At times, the voice is brave and resilient — a mother protecting her vulnerable daughters, struggling to give them a normal life under the most horrific of circumstances.
And at times, it is angry and defiant — a survivor facing down her abusers and prevailing.
Always, though, the voice is Jaycee Lee Dugard's. On Thursday, it was heard loud and clear for the first time since she was abducted 20 years ago while heading to the bus stop.
Revealing the child she was and the woman she has become, Dugard's voice rang out in Department 7 of El Dorado County Superior Court, where Phillip and Nancy Garrido were sentenced Thursday for kidnapping and rape, and in the unsealed transcript of the secret grand jury hearing that led to the couple's 2010 indictment.
Dugard's own words give the clearest picture of her ordeal to date. Her memoir, "A Stolen Life," will be published July 12. But until then, the transcript and the statement read at the Garridos' sentencing are the first windows into the life of a young woman who was held in captivity for 18 years and gave birth to two daughters by the man who raped her.
"Phillip wanted us to be a family," Dugard testified. "He was our dad, and Nancy was their mom. You know, that's what we did … to give the kids, you know, normal as possible" a life.
After sentencing the Garridos on Thursday to prison terms that could keep them behind bars for life, Superior Court Judge Douglas C. Phimister unsealed the transcript from the grand jury hearing. It was the only time Dugard testified. The Los Angeles Times, the Sacramento Bee and several other media outlets had intervened in the case, seeking to have the transcripts made public.
Attorney Karl Olson argued on behalf of the media that the right to privacy does not justify continued secrecy on behalf of a rape victim whose name was made public by law enforcement officials and who has chosen to write a memoir of her ordeal.
Dugard's family, the El Dorado County district attorney and lawyers for the Garridos vehemently disagreed. Phimister was only partly supportive, keeping more than 20% of the transcript under seal, calling the segments in which Dugard's sexual attacks were described as "disgusting" and "inappropriate," material that "would qualify as pornography."
Phimister decried the media for "asking the court to assist in the exploitation of this child," and declared that he would not do so.
The 123 pages that were unsealed paint a terrifying portrait of a sick man who kidnapped a little girl to satisfy his sexual perversions. Who intimidated his wife into taking part in the abduction and condoning the rapes. Who believed he was doing nothing wrong.
On June 10, 1991, the Garridos were driving in South Lake Tahoe when they spied Jaycee, heading up the hill for her school bus. She was 11 and had just yelled goodbye to her stepfather, who was in their garage. It was about 7:30 a.m.
The Garridos' car "creeped up" behind the little girl. A voice called out, asking for directions. "And then," Dugard testified, "all of a sudden his hand shoots out and I feel tingly and like losing control, and I'm in the bushes, trying to go back, and somebody is dragging me."
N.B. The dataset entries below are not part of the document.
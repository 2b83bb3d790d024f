mod building;
mod node_ref;
mod statistics;

pub use building::{Bounded, BvhBuildSettings};
pub use node_ref::{NodeIdx, NodeKind, NodeRef, PrimIdx, PrimRange};
pub use statistics::BvhStatistics;

use index_vec::IndexVec;
use simba::simd::SimdValue as _;
use thiserror::Error;

use crate::{
    geometry::{WorldBox, WorldPoint},
    util::simba::SimdFloat,
};

/// Largest supported branching factor.
pub const MAX_WIDTH: usize = 8;

/// Largest number of inner nodes on any root to leaf path.
/// Traversal stacks are sized for this depth.
pub const MAX_DEPTH: usize = 32;

/// Index of the lower slab in the `side` dimension of child bounds.
pub const LOWER: usize = 0;
/// Index of the upper slab in the `side` dimension of child bounds.
pub const UPPER: usize = 1;

/// Child bounds in structure-of-arrays layout: `[side][axis][child]`.
pub type Slabs<const N: usize> = [[[f32; N]; 3]; 2];

#[derive(Debug, Error, Clone, PartialEq, Eq)]
pub enum BvhError {
    #[error("branching factor {0} is not supported, it must be in 2..=8")]
    UnsupportedWidth(usize),

    #[error("node has {count} children, at most {max} fit")]
    TooManyChildren { count: usize, max: usize },

    #[error("leaf size {size} exceeds the maximum of {max} primitives")]
    LeafTooLarge { size: usize, max: usize },

    #[error("leaves must hold at least one primitive")]
    EmptyLeaf,

    #[error("hierarchy is deeper than 32 levels or contains a cycle")]
    TooDeep,

    #[error("node {node:?} references missing node {index}")]
    DanglingNode { node: Option<usize>, index: usize },

    #[error("leaf references primitives up to {end}, only {count} exist")]
    PrimitiveOutOfRange { end: usize, count: usize },

    #[error("node {node}: child slot {slot} follows an empty slot")]
    ChildrenNotPrefix { node: usize, slot: usize },

    #[error("node {node}: child slot {slot} holds the invalid sentinel")]
    InvalidChild { node: usize, slot: usize },

    #[error("the root reference is the invalid sentinel")]
    InvalidRoot,

    #[error("{0} primitives do not fit in a node reference")]
    TooManyPrimitives(usize),
}

/// Inner node with static child bounds.
#[derive(Clone, Debug, PartialEq)]
pub struct AlignedNode<const N: usize> {
    bounds: Slabs<N>,
    children: [NodeRef; N],
    child_count: usize,
}

/// Inner node whose child bounds move linearly with ray time: `bound(t) = base + t * delta`.
#[derive(Clone, Debug, PartialEq)]
pub struct MotionNode<const N: usize> {
    base: Slabs<N>,
    delta: Slabs<N>,
    children: [NodeRef; N],
    child_count: usize,
}

#[derive(Clone, Debug, PartialEq)]
pub enum Node<const N: usize> {
    Aligned(AlignedNode<N>),
    Motion(MotionNode<N>),
}

fn empty_slabs<const N: usize>() -> Slabs<N> {
    [[[f32::INFINITY; N]; 3], [[f32::NEG_INFINITY; N]; 3]]
}
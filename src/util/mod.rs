pub mod simba;
mod stack;
mod stats;

pub use stack::BoundedStack;
pub use stats::Stats;

use std::ops::{BitAnd, BitAndAssign, BitOr, BitOrAssign, Not};

/// Set lanes of a [`LaneMask`], lowest first.
#[derive(Copy, Clone, Debug)]
pub struct Lanes {
    remaining: u64,
}

impl Iterator for Lanes {
    type Item = usize;

    fn next(&mut self) -> Option<usize> {
        let lane = LaneMask(self.remaining).lowest()?;
        self.remaining &= self.remaining - 1;
        Some(lane)
    }

    fn size_hint(&self) -> (usize, Option<usize>) {
        let count = LaneMask(self.remaining).count();
        (count, Some(count))
    }
}

impl DoubleEndedIterator for Lanes {
    fn next_back(&mut self) -> Option<usize> {
        let lane = LaneMask(self.remaining).highest()?;
        self.remaining &= !(1u64 << lane);
        Some(lane)
    }
}

impl ExactSizeIterator for Lanes {}

/// Set of active lanes (rays or children), one bit per lane.
#[derive(Copy, Clone, Debug, Default, PartialEq, Eq, Hash)]
#[repr(transparent)]
pub struct LaneMask(u64);

impl LaneMask {
    pub const EMPTY: Self = Self(0);
    pub const MAX_LANES: usize = u64::BITS as usize;

    pub const fn from_bits(bits: u64) -> Self {
        Self(bits)
    }

    /// Mask with the lowest `count` lanes set.
    pub const fn first(count: usize) -> Self {
        if count >= Self::MAX_LANES {
            Self(u64::MAX)
        } else {
            Self((1u64 << count) - 1)
        }
    }

    pub const fn single(lane: usize) -> Self {
        Self(1u64 << lane)
    }

    pub const fn bits(self) -> u64 {
        self.0
    }

    pub const fn is_empty(self) -> bool {
        self.0 == 0
    }

    pub const fn count(self) -> usize {
        self.0.count_ones() as usize
    }

    pub const fn contains(self, lane: usize) -> bool {
        self.0 & (1u64 << lane) != 0
    }

    /// Index of the lowest set lane.
    pub fn lowest(self) -> Option<usize> {
        (self.0 != 0).then(|| self.0.trailing_zeros() as usize)
    }

    /// Index of the highest set lane.
    pub fn highest(self) -> Option<usize> {
        (self.0 != 0).then(|| (u64::BITS - 1 - self.0.leading_zeros()) as usize)
    }

    pub fn set(&mut self, lane: usize) {
        self.0 |= 1u64 << lane;
    }

    pub fn clear(&mut self, lane: usize) {
        self.0 &= !(1u64 << lane);
    }

    pub fn iter(self) -> Lanes {
        Lanes { remaining: self.0 }
    }

    /// Lanes of sub-packet `packet`, shifted down to local lane indices `0..width`.
    pub fn packet(self, packet: usize, width: usize) -> Self {
        Self((self.0 >> (packet * width)) & Self::first(width).0)
    }

    /// Inverse of [`LaneMask::packet`]: moves local packet lanes to their position in the stream.
    pub fn from_packet(local: Self, packet: usize, width: usize) -> Self {
        Self((local.0 & Self::first(width).0) << (packet * width))
    }

    /// Indices of the sub-packets that contain at least one set lane, in increasing order.
    pub fn packets(self, width: usize) -> impl Iterator<Item = usize> {
        let packet_mask = Self::first(width).0;
        let packet_count = Self::MAX_LANES.div_ceil(width);
        (0..packet_count).filter(move |p| (self.0 >> (p * width)) & packet_mask != 0)
    }
}

impl BitAnd for LaneMask {
    type Output = Self;

    fn bitand(self, rhs: Self) -> Self {
        Self(self.0 & rhs.0)
    }
}

impl BitAndAssign for LaneMask {
    fn bitand_assign(&mut self, rhs: Self) {
        self.0 &= rhs.0;
    }
}

impl BitOr for LaneMask {
    type Output = Self;

    fn bitor(self, rhs: Self) -> Self {
        Self(self.0 | rhs.0)
    }
}

impl BitOrAssign for LaneMask {
    fn bitor_assign(&mut self, rhs: Self) {
        self.0 |= rhs.0;
    }
}

impl Not for LaneMask {
    type Output = Self;

    fn not(self) -> Self {
        Self(!self.0)
    }
}

impl IntoIterator for LaneMask {
    type Item = usize;
    type IntoIter = Lanes;

    fn into_iter(self) -> Lanes {
        self.iter()
    }
}

impl FromIterator<usize> for LaneMask {
    fn from_iter<T: IntoIterator<Item = usize>>(iter: T) -> Self {
        let mut mask = Self::EMPTY;
        for lane in iter {
            mask.set(lane);
        }
        mask
    }
}
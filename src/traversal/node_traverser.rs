//! Stack entries and the child ordering shared by all traversal variants.
//!
//! Closest-hit ordering continues with the nearest hit child and pushes the others so that
//! the next nearest is popped first. Distance ties are broken by slot index, which keeps the
//! order deterministic. Any-hit ordering ignores distances and walks slots in increasing order.

use arrayvec::ArrayVec;
use ordered_float::OrderedFloat;
use simba::simd::{SimdPartialOrd as _, SimdValue as _};

use crate::{
    bvh::{MAX_DEPTH, MAX_WIDTH, NodeIdx, NodeRef},
    util::{
        BoundedStack, LaneMask,
        simba::{SimdFloat, bits},
    },
};

/// Entries needed for the deepest supported hierarchy: up to `MAX_WIDTH - 1` deferred
/// children per level, plus room for the sentinel and lazy nodes.
pub const STACK_CAPACITY: usize = MAX_DEPTH * (MAX_WIDTH - 1) + 32;

pub type Stack<T> = BoundedStack<T, STACK_CAPACITY>;

#[derive(Copy, Clone, Debug)]
pub struct StackItem {
    pub node: NodeRef,
    /// Entry distance of the ray into the node's box.
    pub dist: f32,
}

/// Entry of a stream traversal, `mask` holds the rays that hit the node.
#[derive(Copy, Clone, Debug)]
pub struct StackItemMask {
    pub node: NodeRef,
    pub mask: LaneMask,
    /// Smallest entry distance among the rays in `mask`.
    pub dist: f32,
}

/// Child slot of an inner node, where a coherent entry came from.
#[derive(Copy, Clone, Debug, PartialEq, Eq)]
pub struct ParentSlot {
    pub node: NodeIdx,
    pub slot: usize,
}

#[derive(Copy, Clone, Debug)]
pub struct StackItemCoherent {
    pub node: NodeRef,
    pub mask: LaneMask,
    /// `None` for the root and for lazy nodes.
    pub parent: Option<ParentSlot>,
}

#[derive(Copy, Clone, Debug)]
pub struct StackItemPacket<W: SimdFloat> {
    pub node: NodeRef,
    /// Per lane entry distance, `+inf` in lanes that missed the node.
    pub near: W,
}

/// Hit slots sorted nearest first, ties by slot index.
fn closest_hit_order<const N: usize>(
    hits: LaneMask,
    dist: impl Fn(usize) -> f32,
) -> ArrayVec<usize, N> {
    let mut order: ArrayVec<usize, N> = hits.iter().collect();
    order.sort_unstable_by_key(|&slot| (OrderedFloat(dist(slot)), slot));
    order
}

fn any_hit_order<const N: usize>(hits: LaneMask) -> ArrayVec<usize, N> {
    hits.iter().collect()
}

/// Pushes all but the first element of `order` so that the second one ends up on top.
/// Returns the first element. `order` must not be empty.
fn push_and_select<T: Copy>(
    order: &[usize],
    stack: &mut Stack<T>,
    item: impl Fn(usize) -> T,
) -> T {
    assert!(!order.is_empty());
    for &slot in order[1..].iter().rev() {
        stack.push(item(slot));
    }
    item(order[0])
}

/// Single ray closest-hit step: returns the child to descend into and pushes the other hits.
/// `hits` must not be empty.
pub fn traverse_closest_hit<V: SimdFloat, const N: usize>(
    children: &[NodeRef; N],
    hits: LaneMask,
    dist: V,
    stack: &mut Stack<StackItem>,
) -> NodeRef {
    let order = closest_hit_order::<N>(hits, |slot| dist.extract(slot));
    push_and_select(&order, stack, |slot| StackItem {
        node: children[slot],
        dist: dist.extract(slot),
    })
    .node
}

/// Single ray any-hit step: descends into the lowest hit slot.
pub fn traverse_any_hit<const N: usize>(
    children: &[NodeRef; N],
    hits: LaneMask,
    stack: &mut Stack<StackItem>,
) -> NodeRef {
    let order = any_hit_order::<N>(hits);
    push_and_select(&order, stack, |slot| StackItem {
        node: children[slot],
        dist: f32::NEG_INFINITY,
    })
    .node
}

/// Stream closest-hit step, every child carries the rays that hit it.
pub fn traverse_closest_hit_stream<const N: usize>(
    children: &[NodeRef; N],
    hits: LaneMask,
    masks: &[LaneMask; N],
    dist: &[f32; N],
    stack: &mut Stack<StackItemMask>,
) -> StackItemMask {
    let order = closest_hit_order::<N>(hits, |slot| dist[slot]);
    push_and_select(&order, stack, |slot| StackItemMask {
        node: children[slot],
        mask: masks[slot],
        dist: dist[slot],
    })
}

pub fn traverse_any_hit_stream<const N: usize>(
    children: &[NodeRef; N],
    hits: LaneMask,
    masks: &[LaneMask; N],
    dist: &[f32; N],
    stack: &mut Stack<StackItemMask>,
) -> StackItemMask {
    let order = any_hit_order::<N>(hits);
    push_and_select(&order, stack, |slot| StackItemMask {
        node: children[slot],
        mask: masks[slot],
        dist: dist[slot],
    })
}

/// Coherent step, entries remember the slot of `parent` they were reached through.
pub fn traverse_coherent<const N: usize>(
    parent: NodeIdx,
    children: &[NodeRef; N],
    hits: LaneMask,
    masks: &[LaneMask; N],
    dist: Option<&[f32; N]>,
    stack: &mut Stack<StackItemCoherent>,
) -> StackItemCoherent {
    let order = match dist {
        Some(dist) => closest_hit_order::<N>(hits, |slot| dist[slot]),
        None => any_hit_order::<N>(hits),
    };
    push_and_select(&order, stack, |slot| StackItemCoherent {
        node: children[slot],
        mask: masks[slot],
        parent: Some(ParentSlot { node: parent, slot }),
    })
}

/// Packet step for one hit child.
///
/// Continues with the child and defers the current node if the child is nearer in any lane,
/// otherwise defers the child. `cur` is `Empty` before the first hit child of a node.
pub fn visit_packet_child<W: SimdFloat>(
    child: NodeRef,
    child_dist: W,
    cur: &mut NodeRef,
    cur_dist: &mut W,
    stack: &mut Stack<StackItemPacket<W>>,
) {
    if bits::<W>(child_dist.simd_lt(*cur_dist)) != 0 {
        if !cur.is_empty() {
            stack.push(StackItemPacket {
                node: *cur,
                near: *cur_dist,
            });
        }
        *cur = child;
        *cur_dist = child_dist;
    } else {
        stack.push(StackItemPacket {
            node: child,
            near: child_dist,
        });
    }
}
The couple had hatched plans to go "shopping for a victim," Phimister said in court Thursday, and they were equipped with blankets and a Taser. Garrido, who was driving, shocked Jaycee, and Nancy dragged her into the car. She was laid face down on the floorboards of the back seat and covered up. She blacked out.
The Garridos took Jaycee back to the ramshackle warren of tents and sheds they had constructed behind their house in Antioch, northeast of Oakland. The drive, Dugard said, "seemed like forever." Garrido sexually assaulted her on arrival.
"I was very scared," Dugard testified. "I didn't know who he was. I didn't know why he was doing this. I just wanted to go home. I think in the bathroom I kept telling him that, you know, 'I don't know why you're doing this.'
" 'If you're holding me for ransom, my family doesn't have a lot of money,' " she continued. "I didn't know — I didn't know his purpose."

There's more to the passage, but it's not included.